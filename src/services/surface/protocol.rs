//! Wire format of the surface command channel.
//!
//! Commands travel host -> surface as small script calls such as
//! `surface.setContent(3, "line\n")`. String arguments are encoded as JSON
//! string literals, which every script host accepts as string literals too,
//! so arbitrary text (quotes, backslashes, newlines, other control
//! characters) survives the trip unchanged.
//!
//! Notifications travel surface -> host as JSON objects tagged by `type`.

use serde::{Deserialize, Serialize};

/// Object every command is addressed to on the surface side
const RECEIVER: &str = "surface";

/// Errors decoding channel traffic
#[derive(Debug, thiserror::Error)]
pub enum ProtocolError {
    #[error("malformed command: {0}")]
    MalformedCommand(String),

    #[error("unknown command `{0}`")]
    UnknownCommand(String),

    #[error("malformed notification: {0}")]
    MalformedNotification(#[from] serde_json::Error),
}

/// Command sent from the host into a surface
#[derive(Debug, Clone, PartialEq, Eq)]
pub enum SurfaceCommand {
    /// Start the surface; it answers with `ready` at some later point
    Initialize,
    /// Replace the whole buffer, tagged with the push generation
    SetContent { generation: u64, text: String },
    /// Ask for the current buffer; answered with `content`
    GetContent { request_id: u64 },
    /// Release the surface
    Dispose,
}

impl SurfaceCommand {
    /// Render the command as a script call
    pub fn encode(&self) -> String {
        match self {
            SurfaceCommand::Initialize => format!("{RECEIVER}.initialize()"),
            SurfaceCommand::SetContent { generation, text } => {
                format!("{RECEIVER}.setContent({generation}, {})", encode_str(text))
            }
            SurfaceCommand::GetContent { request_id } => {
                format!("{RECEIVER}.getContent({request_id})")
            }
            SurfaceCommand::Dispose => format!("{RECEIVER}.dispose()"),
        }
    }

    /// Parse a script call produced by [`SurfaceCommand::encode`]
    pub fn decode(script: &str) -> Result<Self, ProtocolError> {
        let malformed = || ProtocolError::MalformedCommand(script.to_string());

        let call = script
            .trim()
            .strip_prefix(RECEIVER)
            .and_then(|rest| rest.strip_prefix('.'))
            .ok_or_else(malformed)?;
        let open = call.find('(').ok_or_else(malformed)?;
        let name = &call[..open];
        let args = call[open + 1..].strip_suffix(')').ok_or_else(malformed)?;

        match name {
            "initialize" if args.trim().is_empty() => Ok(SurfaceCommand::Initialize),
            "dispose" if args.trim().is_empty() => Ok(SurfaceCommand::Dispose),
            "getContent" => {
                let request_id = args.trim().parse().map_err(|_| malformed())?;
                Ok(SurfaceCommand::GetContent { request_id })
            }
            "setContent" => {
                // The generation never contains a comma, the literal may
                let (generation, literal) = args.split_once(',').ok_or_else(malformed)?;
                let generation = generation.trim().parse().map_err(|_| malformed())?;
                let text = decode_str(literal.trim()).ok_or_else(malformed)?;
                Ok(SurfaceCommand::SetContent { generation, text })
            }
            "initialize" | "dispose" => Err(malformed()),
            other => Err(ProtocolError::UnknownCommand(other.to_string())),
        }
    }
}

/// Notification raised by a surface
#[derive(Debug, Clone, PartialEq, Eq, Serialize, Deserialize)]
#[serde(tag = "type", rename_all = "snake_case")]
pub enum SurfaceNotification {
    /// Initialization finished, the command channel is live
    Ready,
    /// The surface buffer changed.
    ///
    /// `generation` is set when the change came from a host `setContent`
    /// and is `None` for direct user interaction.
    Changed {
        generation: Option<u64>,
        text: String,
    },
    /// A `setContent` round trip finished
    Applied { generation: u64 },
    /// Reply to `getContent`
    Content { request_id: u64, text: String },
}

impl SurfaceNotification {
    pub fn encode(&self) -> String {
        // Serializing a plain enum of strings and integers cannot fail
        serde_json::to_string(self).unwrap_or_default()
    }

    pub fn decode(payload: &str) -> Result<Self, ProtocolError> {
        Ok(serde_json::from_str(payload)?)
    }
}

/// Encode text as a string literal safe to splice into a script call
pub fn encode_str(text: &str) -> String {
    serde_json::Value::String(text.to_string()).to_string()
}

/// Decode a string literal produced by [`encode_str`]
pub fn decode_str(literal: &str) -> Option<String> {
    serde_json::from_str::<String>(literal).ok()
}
####
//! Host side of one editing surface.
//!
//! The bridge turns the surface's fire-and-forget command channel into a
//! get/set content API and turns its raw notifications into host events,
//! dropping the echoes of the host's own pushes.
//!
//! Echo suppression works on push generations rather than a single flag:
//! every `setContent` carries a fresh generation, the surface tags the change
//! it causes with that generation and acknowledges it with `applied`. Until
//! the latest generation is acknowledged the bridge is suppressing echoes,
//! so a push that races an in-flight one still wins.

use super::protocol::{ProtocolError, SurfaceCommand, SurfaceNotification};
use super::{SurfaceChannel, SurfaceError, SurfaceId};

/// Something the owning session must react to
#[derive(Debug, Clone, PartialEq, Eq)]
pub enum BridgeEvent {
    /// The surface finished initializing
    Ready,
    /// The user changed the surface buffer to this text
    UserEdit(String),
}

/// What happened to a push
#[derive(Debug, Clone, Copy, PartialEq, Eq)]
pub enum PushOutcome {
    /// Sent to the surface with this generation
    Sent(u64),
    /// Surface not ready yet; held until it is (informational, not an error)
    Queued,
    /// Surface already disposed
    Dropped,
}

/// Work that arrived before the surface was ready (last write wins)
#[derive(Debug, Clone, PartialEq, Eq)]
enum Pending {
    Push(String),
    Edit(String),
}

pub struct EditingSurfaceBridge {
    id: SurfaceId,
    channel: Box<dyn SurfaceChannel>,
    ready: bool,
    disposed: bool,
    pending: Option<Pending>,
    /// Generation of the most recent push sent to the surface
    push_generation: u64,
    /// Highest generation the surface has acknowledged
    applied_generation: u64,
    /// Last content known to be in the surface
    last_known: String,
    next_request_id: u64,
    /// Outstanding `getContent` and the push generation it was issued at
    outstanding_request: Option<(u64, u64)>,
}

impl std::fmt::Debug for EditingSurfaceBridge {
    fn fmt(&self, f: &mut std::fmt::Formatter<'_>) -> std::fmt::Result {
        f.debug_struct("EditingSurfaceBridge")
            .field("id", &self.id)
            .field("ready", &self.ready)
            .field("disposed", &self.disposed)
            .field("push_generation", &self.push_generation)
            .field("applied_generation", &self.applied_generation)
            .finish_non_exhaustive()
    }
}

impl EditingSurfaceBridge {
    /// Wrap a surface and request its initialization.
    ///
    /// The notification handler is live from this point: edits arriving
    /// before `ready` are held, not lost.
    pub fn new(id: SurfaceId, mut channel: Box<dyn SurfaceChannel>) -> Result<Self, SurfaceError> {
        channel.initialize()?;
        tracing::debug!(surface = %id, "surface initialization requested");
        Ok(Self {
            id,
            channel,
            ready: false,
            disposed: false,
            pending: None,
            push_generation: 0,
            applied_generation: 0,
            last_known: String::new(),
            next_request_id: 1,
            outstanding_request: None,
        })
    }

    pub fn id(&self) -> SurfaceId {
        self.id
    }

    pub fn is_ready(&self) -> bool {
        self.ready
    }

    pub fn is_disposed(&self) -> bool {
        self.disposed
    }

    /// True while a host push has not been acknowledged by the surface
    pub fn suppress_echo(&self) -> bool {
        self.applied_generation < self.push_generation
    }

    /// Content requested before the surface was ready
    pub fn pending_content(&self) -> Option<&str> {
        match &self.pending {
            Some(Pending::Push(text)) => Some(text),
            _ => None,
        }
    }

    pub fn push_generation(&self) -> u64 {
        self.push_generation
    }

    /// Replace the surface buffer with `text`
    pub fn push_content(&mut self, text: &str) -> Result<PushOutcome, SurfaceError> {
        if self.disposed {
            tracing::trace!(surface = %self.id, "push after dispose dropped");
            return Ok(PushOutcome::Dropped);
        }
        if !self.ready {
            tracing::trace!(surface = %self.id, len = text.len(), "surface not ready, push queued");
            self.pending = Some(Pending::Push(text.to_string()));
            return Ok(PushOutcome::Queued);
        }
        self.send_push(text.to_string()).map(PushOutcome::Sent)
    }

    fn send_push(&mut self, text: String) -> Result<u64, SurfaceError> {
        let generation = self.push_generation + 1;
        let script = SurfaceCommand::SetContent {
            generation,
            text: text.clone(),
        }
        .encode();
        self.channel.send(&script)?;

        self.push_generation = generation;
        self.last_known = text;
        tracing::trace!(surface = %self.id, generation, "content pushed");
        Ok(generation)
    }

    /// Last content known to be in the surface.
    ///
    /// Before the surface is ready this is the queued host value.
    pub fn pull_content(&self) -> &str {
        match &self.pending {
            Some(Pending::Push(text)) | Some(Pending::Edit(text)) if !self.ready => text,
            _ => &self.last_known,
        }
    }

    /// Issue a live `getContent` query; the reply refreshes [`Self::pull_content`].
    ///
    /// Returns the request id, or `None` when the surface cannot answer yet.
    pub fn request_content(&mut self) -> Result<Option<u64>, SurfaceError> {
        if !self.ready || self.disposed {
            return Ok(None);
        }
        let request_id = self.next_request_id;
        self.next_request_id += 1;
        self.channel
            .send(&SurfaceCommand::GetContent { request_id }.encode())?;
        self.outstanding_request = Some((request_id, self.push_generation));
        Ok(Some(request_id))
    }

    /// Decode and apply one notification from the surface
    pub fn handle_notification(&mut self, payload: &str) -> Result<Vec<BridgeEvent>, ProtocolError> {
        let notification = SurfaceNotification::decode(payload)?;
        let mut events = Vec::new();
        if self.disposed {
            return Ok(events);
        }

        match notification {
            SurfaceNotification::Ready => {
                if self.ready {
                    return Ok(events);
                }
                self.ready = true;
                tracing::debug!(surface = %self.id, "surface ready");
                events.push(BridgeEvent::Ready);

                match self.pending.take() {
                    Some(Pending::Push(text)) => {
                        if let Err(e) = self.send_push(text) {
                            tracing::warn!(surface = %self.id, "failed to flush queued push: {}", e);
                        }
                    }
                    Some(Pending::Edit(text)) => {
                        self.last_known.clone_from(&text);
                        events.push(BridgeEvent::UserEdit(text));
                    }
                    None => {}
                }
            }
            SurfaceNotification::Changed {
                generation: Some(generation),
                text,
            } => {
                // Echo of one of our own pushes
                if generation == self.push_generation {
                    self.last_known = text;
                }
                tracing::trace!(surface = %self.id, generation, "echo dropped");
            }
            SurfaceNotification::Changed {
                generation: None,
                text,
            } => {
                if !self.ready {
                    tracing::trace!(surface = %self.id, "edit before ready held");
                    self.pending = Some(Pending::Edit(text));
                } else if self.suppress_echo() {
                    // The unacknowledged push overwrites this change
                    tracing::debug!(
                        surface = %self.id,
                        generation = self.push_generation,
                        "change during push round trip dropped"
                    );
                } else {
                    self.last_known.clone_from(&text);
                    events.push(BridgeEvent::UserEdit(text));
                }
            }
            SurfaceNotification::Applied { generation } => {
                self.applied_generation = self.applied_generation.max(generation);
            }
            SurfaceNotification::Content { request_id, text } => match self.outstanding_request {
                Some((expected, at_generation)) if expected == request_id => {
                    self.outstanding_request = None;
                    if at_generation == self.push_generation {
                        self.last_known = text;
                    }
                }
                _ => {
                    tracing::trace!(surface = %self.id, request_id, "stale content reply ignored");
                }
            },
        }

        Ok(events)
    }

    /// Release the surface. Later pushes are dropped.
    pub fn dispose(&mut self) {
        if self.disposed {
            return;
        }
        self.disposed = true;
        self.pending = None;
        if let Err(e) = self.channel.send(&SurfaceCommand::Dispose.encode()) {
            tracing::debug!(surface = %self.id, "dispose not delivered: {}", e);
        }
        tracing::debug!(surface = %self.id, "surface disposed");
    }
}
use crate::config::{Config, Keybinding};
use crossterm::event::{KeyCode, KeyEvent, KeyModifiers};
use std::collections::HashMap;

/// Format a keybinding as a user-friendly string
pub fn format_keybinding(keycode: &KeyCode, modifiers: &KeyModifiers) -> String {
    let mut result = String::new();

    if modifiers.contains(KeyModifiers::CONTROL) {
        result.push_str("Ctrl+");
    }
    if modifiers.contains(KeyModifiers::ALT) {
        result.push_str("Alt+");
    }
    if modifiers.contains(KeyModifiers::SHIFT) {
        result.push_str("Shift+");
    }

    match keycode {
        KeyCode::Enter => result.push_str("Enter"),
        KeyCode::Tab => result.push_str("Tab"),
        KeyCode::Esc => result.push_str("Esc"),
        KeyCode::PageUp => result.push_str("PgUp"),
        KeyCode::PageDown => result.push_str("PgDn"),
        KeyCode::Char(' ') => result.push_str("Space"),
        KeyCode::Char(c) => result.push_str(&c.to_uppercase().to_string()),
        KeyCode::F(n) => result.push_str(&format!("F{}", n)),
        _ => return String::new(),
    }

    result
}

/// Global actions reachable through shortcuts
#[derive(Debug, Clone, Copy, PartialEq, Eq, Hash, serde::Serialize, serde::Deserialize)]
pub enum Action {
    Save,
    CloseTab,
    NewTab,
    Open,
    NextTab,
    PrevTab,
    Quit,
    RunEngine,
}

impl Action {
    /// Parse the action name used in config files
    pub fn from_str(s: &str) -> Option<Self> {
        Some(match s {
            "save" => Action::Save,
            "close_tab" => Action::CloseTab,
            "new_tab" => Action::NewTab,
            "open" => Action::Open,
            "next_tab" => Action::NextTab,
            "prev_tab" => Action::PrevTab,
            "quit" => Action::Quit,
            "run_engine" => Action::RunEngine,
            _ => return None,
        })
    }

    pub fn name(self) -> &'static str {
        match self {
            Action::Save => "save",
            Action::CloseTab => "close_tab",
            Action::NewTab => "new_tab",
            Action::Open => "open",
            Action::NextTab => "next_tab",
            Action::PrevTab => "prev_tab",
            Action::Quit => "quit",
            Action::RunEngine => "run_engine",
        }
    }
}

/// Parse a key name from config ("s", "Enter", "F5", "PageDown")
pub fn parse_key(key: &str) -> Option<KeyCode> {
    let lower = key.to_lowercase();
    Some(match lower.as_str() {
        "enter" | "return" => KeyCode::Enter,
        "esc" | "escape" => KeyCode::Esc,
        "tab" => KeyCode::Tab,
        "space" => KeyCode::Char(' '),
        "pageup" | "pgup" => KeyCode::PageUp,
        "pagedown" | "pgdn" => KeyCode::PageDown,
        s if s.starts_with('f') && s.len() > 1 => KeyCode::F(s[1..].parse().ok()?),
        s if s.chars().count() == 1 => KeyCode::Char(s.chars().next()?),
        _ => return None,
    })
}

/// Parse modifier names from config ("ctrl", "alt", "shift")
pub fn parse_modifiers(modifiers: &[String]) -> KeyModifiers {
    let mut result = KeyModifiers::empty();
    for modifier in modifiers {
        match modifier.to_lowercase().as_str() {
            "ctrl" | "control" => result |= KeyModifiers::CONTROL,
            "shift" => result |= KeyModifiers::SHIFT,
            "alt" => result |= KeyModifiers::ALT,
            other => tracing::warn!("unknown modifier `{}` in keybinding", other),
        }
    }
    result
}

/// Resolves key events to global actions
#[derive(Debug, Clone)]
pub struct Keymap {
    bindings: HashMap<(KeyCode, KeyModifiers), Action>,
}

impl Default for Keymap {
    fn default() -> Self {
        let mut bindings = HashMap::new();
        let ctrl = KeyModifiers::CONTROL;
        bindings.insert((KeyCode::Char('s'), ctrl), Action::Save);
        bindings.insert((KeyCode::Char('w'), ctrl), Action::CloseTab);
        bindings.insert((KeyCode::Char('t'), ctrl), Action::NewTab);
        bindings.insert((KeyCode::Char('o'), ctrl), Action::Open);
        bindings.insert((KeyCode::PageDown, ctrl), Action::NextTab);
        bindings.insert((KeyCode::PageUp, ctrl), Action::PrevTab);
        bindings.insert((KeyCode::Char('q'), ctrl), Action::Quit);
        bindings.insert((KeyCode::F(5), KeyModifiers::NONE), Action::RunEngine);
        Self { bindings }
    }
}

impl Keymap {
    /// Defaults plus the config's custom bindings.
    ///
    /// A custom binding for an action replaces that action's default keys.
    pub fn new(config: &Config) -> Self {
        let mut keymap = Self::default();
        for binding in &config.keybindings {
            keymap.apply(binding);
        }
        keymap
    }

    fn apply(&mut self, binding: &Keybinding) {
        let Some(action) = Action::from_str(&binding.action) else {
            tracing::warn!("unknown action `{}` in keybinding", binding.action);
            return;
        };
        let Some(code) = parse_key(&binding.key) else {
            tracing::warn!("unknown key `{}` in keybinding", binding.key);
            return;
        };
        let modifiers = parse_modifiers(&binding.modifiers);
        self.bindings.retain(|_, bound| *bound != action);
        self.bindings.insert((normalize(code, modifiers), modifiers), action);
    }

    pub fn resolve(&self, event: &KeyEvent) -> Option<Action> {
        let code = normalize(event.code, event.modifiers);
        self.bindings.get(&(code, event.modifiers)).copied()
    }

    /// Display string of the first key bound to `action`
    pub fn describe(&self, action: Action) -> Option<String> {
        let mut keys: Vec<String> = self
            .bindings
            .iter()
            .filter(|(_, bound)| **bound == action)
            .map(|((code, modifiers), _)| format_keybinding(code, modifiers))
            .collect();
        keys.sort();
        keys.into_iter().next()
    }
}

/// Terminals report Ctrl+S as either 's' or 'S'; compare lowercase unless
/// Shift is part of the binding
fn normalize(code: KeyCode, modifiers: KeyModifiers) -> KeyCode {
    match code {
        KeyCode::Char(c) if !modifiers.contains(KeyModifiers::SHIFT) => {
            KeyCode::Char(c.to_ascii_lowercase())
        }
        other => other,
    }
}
####
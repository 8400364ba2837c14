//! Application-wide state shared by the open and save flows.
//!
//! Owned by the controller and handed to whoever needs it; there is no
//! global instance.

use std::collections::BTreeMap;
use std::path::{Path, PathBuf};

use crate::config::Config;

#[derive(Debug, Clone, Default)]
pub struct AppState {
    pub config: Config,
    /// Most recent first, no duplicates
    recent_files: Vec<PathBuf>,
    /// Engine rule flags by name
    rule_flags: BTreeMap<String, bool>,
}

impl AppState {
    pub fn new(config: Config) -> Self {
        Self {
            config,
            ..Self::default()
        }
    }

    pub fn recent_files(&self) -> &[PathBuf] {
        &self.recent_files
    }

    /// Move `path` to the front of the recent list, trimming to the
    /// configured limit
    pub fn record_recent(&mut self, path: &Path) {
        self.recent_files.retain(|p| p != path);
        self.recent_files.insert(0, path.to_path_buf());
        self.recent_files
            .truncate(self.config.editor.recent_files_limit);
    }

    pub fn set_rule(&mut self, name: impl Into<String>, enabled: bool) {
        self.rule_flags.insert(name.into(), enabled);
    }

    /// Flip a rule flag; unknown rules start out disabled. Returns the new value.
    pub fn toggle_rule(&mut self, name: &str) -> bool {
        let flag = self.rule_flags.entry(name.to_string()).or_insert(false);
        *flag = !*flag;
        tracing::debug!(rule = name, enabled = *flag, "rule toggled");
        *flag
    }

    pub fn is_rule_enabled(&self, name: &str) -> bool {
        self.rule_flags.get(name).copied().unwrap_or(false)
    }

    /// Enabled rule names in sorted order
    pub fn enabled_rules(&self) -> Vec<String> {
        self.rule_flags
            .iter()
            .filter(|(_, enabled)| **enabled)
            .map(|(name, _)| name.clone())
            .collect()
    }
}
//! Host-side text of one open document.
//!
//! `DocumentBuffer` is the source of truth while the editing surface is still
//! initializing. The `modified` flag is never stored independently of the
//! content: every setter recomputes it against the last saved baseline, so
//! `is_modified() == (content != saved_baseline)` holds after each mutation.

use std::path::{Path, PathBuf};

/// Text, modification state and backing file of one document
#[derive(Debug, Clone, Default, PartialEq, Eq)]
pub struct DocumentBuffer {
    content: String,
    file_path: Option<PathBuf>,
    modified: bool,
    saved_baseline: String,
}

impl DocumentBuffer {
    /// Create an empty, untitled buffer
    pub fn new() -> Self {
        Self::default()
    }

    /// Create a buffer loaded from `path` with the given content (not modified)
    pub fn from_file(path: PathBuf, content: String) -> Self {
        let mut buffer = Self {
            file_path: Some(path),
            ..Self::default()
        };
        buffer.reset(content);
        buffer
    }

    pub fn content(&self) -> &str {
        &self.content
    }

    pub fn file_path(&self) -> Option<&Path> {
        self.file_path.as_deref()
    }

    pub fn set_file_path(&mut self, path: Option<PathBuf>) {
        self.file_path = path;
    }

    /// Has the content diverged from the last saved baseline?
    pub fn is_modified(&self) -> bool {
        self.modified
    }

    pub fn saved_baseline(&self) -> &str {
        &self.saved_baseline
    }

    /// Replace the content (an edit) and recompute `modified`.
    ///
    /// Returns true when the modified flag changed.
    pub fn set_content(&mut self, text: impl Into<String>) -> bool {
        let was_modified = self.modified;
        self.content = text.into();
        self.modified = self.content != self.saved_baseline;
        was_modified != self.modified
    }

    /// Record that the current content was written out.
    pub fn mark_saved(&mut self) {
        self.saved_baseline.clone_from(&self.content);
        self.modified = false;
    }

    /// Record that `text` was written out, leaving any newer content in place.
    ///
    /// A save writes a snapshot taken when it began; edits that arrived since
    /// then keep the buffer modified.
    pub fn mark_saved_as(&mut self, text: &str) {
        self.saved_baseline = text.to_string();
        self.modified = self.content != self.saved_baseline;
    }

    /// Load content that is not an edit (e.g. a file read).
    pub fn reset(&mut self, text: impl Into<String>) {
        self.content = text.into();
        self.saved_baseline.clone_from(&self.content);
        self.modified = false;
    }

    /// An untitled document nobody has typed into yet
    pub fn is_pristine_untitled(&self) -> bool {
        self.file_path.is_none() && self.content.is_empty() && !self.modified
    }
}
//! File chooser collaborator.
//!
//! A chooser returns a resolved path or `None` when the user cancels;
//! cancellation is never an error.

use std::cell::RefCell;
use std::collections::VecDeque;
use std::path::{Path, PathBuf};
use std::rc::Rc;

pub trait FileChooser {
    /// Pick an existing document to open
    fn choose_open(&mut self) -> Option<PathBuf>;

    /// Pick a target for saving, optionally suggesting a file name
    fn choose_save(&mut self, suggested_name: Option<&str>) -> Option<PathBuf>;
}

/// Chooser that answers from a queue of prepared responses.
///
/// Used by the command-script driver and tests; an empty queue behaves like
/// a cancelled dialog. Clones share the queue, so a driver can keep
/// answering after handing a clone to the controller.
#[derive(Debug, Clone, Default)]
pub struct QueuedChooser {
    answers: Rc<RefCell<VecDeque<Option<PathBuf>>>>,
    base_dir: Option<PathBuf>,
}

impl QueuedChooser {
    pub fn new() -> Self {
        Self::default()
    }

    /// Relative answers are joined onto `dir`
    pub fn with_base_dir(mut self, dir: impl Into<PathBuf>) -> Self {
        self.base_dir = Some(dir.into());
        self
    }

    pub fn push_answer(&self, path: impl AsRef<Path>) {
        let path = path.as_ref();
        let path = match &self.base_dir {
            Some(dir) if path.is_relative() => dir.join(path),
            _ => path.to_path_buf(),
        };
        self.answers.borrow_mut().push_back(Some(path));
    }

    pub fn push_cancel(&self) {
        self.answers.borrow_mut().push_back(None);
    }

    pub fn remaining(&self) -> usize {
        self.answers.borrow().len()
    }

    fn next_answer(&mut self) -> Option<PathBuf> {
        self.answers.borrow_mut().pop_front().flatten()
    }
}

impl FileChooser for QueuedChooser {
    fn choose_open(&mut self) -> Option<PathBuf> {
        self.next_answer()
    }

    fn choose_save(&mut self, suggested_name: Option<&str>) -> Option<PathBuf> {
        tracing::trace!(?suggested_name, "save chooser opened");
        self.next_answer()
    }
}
####
◆ **Required action**: Among the entries above, the lines between the ones containing "impl Default for" and "bindings.insert((KeyCode::Char('o'), ctrl), Action::Open);", inclusive, are to be transcribed exactly. No other line is to be given.

◆ **Problem solution**:
impl Default for Keymap {
    fn default() -> Self {
        let mut bindings = HashMap::new();
        let ctrl = KeyModifiers::CONTROL;
        bindings.insert((KeyCode::Char('s'), ctrl), Action::Save);
        bindings.insert((KeyCode::Char('w'), ctrl), Action::CloseTab);
        bindings.insert((KeyCode::Char('t'), ctrl), Action::NewTab);
        bindings.insert((KeyCode::Char('o'), ctrl), Action::Open);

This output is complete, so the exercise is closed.